From the listing below, pull out the lines that hold "WorldConfig".

Exercise material >>

= = =

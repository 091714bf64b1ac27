use std::{collections::BTreeSet, time::Duration};

use gridchase_core::{
    Charges, Command, CrashKind, Event, GridPosition, GridSize, LevelState, RushOutcome,
    SessionState, TeleportMode,
};
use gridchase_world::{self as world, query, World, WorldConfig};

const STEP: Duration = Duration::from_millis(800);
const FRAME: Duration = Duration::from_micros(16_667);

fn config() -> WorldConfig {
    WorldConfig::default()
        .with_grid(GridSize::new(10, 10))
        .with_seed(0x0dd5_eed5)
}

fn cell(x: i32, y: i32) -> GridPosition {
    GridPosition::new(x, y)
}

fn level_state(
    level: u32,
    player: (i32, i32),
    pursuers: &[(i32, i32)],
    obstacles: &[(i32, i32)],
) -> LevelState {
    LevelState {
        level,
        score: 0,
        charges: Charges::new(10, 3, 2, 1),
        player: cell(player.0, player.1),
        pursuers: pursuers.iter().map(|(x, y)| cell(*x, *y)).collect(),
        obstacles: obstacles.iter().map(|(x, y)| cell(*x, *y)).collect(),
    }
}

fn restore(state: LevelState) -> World {
    World::restore(config(), state).expect("snapshot is valid")
}

fn run(world: &mut World, commands: impl IntoIterator<Item = Command>) -> Vec<Event> {
    let mut events = Vec::new();
    for command in commands {
        world::apply(world, command, &mut events);
    }
    events
}

fn pursuer_cells(world: &World) -> Vec<GridPosition> {
    query::pursuer_view(world)
        .iter()
        .map(|snapshot| snapshot.cell)
        .collect()
}

#[test]
fn single_pursuer_closes_in_and_catches_player() {
    let mut world = restore(level_state(1, (5, 5), &[(0, 0)], &[]));

    let _ = run(&mut world, [Command::Wait]);
    assert_eq!(pursuer_cells(&world), vec![cell(1, 1)]);
    let _ = run(&mut world, [Command::Tick { dt: STEP }]);
    assert_eq!(query::session(&world), SessionState::Playing);

    for expected in 2..=4 {
        let _ = run(&mut world, [Command::Wait, Command::Tick { dt: STEP }]);
        assert_eq!(pursuer_cells(&world), vec![cell(expected, expected)]);
        assert_eq!(query::session(&world), SessionState::Playing);
    }

    let events = run(&mut world, [Command::Wait, Command::Tick { dt: STEP }]);
    assert_eq!(pursuer_cells(&world), vec![cell(5, 5)]);
    assert_eq!(query::session(&world), SessionState::GameOver);
    assert!(events.contains(&Event::PlayerCaught { cell: cell(5, 5) }));
    assert!(events.contains(&Event::SessionChanged {
        state: SessionState::GameOver,
    }));
    assert_eq!(
        query::end_message(&world).as_deref(),
        Some("Game Over! You were caught by a pursuer!")
    );
}

#[test]
fn resolution_waits_for_every_animation_to_finish() {
    let mut world = restore(level_state(1, (5, 1), &[(0, 0), (0, 2)], &[]));

    let events = run(
        &mut world,
        [Command::Wait, Command::Tick { dt: STEP / 2 }],
    );
    assert!(query::pursuit_in_motion(&world));
    assert_eq!(pursuer_cells(&world), vec![cell(1, 1), cell(1, 1)]);
    assert!(!events
        .iter()
        .any(|event| matches!(event, Event::PursuersCrashed { .. })));

    let events = run(&mut world, [Command::Tick { dt: STEP / 2 }]);
    assert!(events
        .iter()
        .any(|event| matches!(event, Event::PursuersCrashed { .. })));
}

#[test]
fn stacked_pair_becomes_one_obstacle() {
    let mut world = restore(level_state(1, (8, 8), &[(2, 2), (2, 2), (9, 0)], &[]));

    let events = run(&mut world, [Command::Wait, Command::Tick { dt: STEP }]);

    assert_eq!(pursuer_cells(&world), vec![cell(8, 1)]);
    assert_eq!(query::obstacles(&world), vec![cell(3, 3)]);
    assert_eq!(query::score(&world), 4);
    assert!(events.contains(&Event::PursuersCrashed {
        cell: cell(3, 3),
        kind: CrashKind::Pursuer,
        destroyed: 2,
    }));
    assert!(events.contains(&Event::ObstacleCreated { cell: cell(3, 3) }));
}

#[test]
fn pursuer_walking_into_obstacle_is_destroyed() {
    let mut world = restore(level_state(1, (5, 0), &[(3, 0), (9, 9)], &[(4, 0)]));

    let events = run(&mut world, [Command::Wait, Command::Tick { dt: STEP }]);

    assert_eq!(pursuer_cells(&world), vec![cell(8, 8)]);
    assert_eq!(query::obstacles(&world), vec![cell(4, 0)]);
    assert_eq!(query::score(&world), 2);
    assert!(!events
        .iter()
        .any(|event| matches!(event, Event::ObstacleCreated { .. })));
}

#[test]
fn disable_tool_clears_king_neighbourhood_only() {
    let mut world = restore(level_state(
        1,
        (5, 5),
        &[(4, 4), (5, 4), (6, 6), (7, 7)],
        &[],
    ));

    let events = run(&mut world, [Command::UseDisableTool]);

    assert_eq!(
        events[0],
        Event::PursuersDisabled {
            cells: vec![cell(4, 4), cell(5, 4), cell(6, 6)],
        }
    );
    assert_eq!(query::score(&world), 15);
    assert_eq!(query::charges(&world).disable, 1);
    assert!(query::obstacles(&world).is_empty());
    assert_eq!(pursuer_cells(&world), vec![cell(6, 6)]);
    assert!(query::pursuit_in_motion(&world));
}

#[test]
fn disable_tool_without_charges_is_a_no_op() {
    let mut state = level_state(1, (5, 5), &[(4, 4)], &[]);
    state.charges.disable = 0;
    let mut world = restore(state);

    let events = run(&mut world, [Command::UseDisableTool]);

    assert!(events.is_empty());
    assert_eq!(pursuer_cells(&world), vec![cell(4, 4)]);
}

#[test]
fn teleport_spends_the_matching_charge_and_costs_a_turn() {
    let mut world = restore(level_state(1, (5, 5), &[(0, 0), (9, 9)], &[(3, 3)]));

    let events = run(
        &mut world,
        [Command::Teleport {
            mode: TeleportMode::Safe,
        }],
    );

    let charges = query::charges(&world);
    assert_eq!(charges.safe_teleports, 2);
    assert_eq!(charges.teleports, 10);
    let Event::PlayerTeleported { from, to, mode } = events[0] else {
        panic!("expected a teleport, got {events:?}");
    };
    assert_eq!(from, cell(5, 5));
    assert_eq!(to, query::player(&world));
    assert_eq!(mode, TeleportMode::Safe);
    assert_ne!(to, cell(3, 3));
    assert_eq!(events[1], Event::PursuersAdvanced { pursuers: 2 });
}

#[test]
fn clearing_a_level_grants_refills_and_respawns() {
    let mut world = restore(level_state(1, (5, 1), &[(0, 0), (0, 2)], &[]));

    let events = run(&mut world, [Command::Wait, Command::Tick { dt: STEP }]);

    assert!(events.contains(&Event::LevelCleared { level: 1, bonus: 10 }));
    assert!(events.contains(&Event::LevelStarted {
        level: 2,
        pursuers: 7,
    }));
    assert_eq!(query::level(&world), 2);
    assert_eq!(query::score(&world), 14);
    let charges = query::charges(&world);
    assert_eq!(charges.teleports, 12);
    assert_eq!(charges.disable, 4);
    assert_eq!(charges.rush, 1);
    assert!(query::obstacles(&world).is_empty());
    assert_eq!(query::pursuer_view(&world).len(), 7);
    assert_eq!(query::session(&world), SessionState::Playing);
}

#[test]
fn reaching_every_fifth_level_grants_a_bonus_rush_charge() {
    let mut state = level_state(4, (5, 1), &[(0, 0), (0, 2)], &[]);
    state.charges.rush = 0;
    let mut world = restore(state);

    let _ = run(&mut world, [Command::Wait, Command::Tick { dt: STEP }]);

    assert_eq!(query::level(&world), 5);
    assert_eq!(query::charges(&world).rush, 2);
}

#[test]
fn clearing_the_final_level_wins_and_menu_resets_progress() {
    let mut world = restore(level_state(10, (5, 1), &[(0, 0), (0, 2)], &[]));

    let events = run(&mut world, [Command::Wait, Command::Tick { dt: STEP }]);

    assert!(events.contains(&Event::LevelCleared {
        level: 10,
        bonus: 100,
    }));
    assert!(events.contains(&Event::GameWon { score: 104 }));
    assert_eq!(
        events.last(),
        Some(&Event::SessionChanged {
            state: SessionState::Won,
        })
    );
    assert_eq!(query::session(&world), SessionState::Won);
    assert_eq!(
        query::end_message(&world).as_deref(),
        Some("Congratulations! You survived all levels!")
    );

    let events = run(&mut world, [Command::ReturnToMenu]);
    assert_eq!(
        events,
        vec![Event::SessionChanged {
            state: SessionState::Menu,
        }]
    );
    assert_eq!(query::score(&world), 0);
    assert_eq!(query::level(&world), 1);
    assert!(query::pursuer_view(&world).is_empty());
    assert_eq!(query::end_message(&world), None);
}

#[test]
fn rush_crash_of_last_pursuers_awards_survival_bonus() {
    let mut world = restore(level_state(1, (9, 9), &[(0, 0), (0, 0)], &[]));

    let events = run(&mut world, [Command::ActivateRush, Command::Tick { dt: FRAME }]);

    assert_eq!(events[0], Event::RushStarted);
    assert!(events.contains(&Event::RushEnded {
        outcome: RushOutcome::Survived,
    }));
    assert!(events.contains(&Event::LevelCleared { level: 1, bonus: 10 }));
    assert_eq!(query::score(&world), 4 + 50 + 10);
    assert_eq!(query::rush_speed(&world), None);
    assert_eq!(query::level(&world), 2);
}

#[test]
fn rush_catches_a_player_who_stands_still() {
    let mut world = restore(level_state(1, (5, 5), &[(5, 0)], &[]));
    let _ = run(&mut world, [Command::ActivateRush]);
    assert_eq!(query::charges(&world).rush, 0);

    let mut log = Vec::new();
    for _ in 0..600 {
        log.extend(run(&mut world, [Command::Tick { dt: FRAME }]));
        if query::session(&world) != SessionState::Playing {
            break;
        }
    }

    assert_eq!(query::session(&world), SessionState::GameOver);
    assert!(log.contains(&Event::RushEnded {
        outcome: RushOutcome::Caught,
    }));
    assert!(log.contains(&Event::PlayerCaught { cell: cell(5, 5) }));
}

#[test]
fn rush_accelerates_and_lets_the_player_keep_moving() {
    let mut world = restore(level_state(1, (9, 9), &[(0, 0)], &[]));
    let _ = run(&mut world, [Command::ActivateRush]);

    let _ = run(&mut world, [Command::Tick { dt: FRAME }]);
    let early = query::rush_speed(&world).expect("rush active");
    let events = run(
        &mut world,
        [
            Command::Tick { dt: FRAME },
            Command::MovePlayer {
                direction: gridchase_core::Direction::West,
            },
        ],
    );
    let later = query::rush_speed(&world).expect("rush active");

    assert!(later > early);
    assert_eq!(query::player(&world), cell(8, 9));
    assert!(!events
        .iter()
        .any(|event| matches!(event, Event::PursuersAdvanced { .. })));
}

#[test]
fn overcrowded_setup_reports_failure_instead_of_hanging() {
    let mut failures = 0;
    for seed in 0..32 {
        let config = WorldConfig::default()
            .with_grid(GridSize::new(5, 5))
            .with_max_level(1)
            .with_spawn_attempts_per_pursuer(1)
            .with_seed(seed);
        let mut world = World::new(config).expect("valid config");

        let events = run(&mut world, [Command::StartGame]);

        let failed = events
            .iter()
            .any(|event| matches!(event, Event::LevelSetupFailed { .. }));
        if failed {
            failures += 1;
            assert_eq!(query::session(&world), SessionState::GameOver);
            assert_eq!(
                events.last(),
                Some(&Event::SessionChanged {
                    state: SessionState::GameOver,
                })
            );
            assert!(query::end_message(&world)
                .expect("game ended")
                .contains("could not be set up"));
        } else {
            assert_eq!(query::pursuer_view(&world).len(), 6);
        }
    }
    assert!(failures > 0);
}

#[test]
fn start_and_new_game_spawn_fresh_levels() {
    let mut world = World::new(config()).expect("valid config");

    let events = run(&mut world, [Command::StartGame]);
    assert_eq!(
        events[0],
        Event::SessionChanged {
            state: SessionState::Playing,
        }
    );
    assert_eq!(
        events[1],
        Event::LevelStarted {
            level: 1,
            pursuers: 6,
        }
    );

    let player = query::player(&world);
    let cells = pursuer_cells(&world);
    assert!(cells.iter().all(|cell| cell.squared_distance(player) > 3));
    let unique: BTreeSet<_> = cells.iter().collect();
    assert_eq!(unique.len(), cells.len());

    let events = run(&mut world, [Command::NewGame]);
    assert_eq!(
        events,
        vec![Event::LevelStarted {
            level: 1,
            pursuers: 6,
        }]
    );
    assert_eq!(query::charges(&world), Charges::new(10, 3, 2, 1));
}

#[test]
fn level_state_round_trips_through_restore() {
    let mut world = World::new(config()).expect("valid config");
    let _ = run(
        &mut world,
        [
            Command::StartGame,
            Command::Wait,
            Command::Tick { dt: STEP },
            Command::Teleport {
                mode: TeleportMode::Random,
            },
            Command::Tick { dt: STEP },
        ],
    );
    if query::session(&world) != SessionState::Playing {
        return;
    }

    let snapshot = query::level_state(&world);
    let restored = World::restore(config(), snapshot.clone()).expect("snapshot is valid");

    assert_eq!(query::level_state(&restored), snapshot);
    let cells: BTreeSet<_> = snapshot.pursuers.iter().collect();
    assert_eq!(cells.len(), snapshot.pursuers.len());
    assert!(snapshot
        .pursuers
        .iter()
        .all(|pursuer| !snapshot.obstacles.contains(pursuer)));
    assert!(!snapshot.obstacles.contains(&snapshot.player));
}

= = =

Problem solution >>
use gridchase_world::{self as world, query, World, WorldConfig};
fn config() -> WorldConfig {
    WorldConfig::default()
        let config = WorldConfig::default()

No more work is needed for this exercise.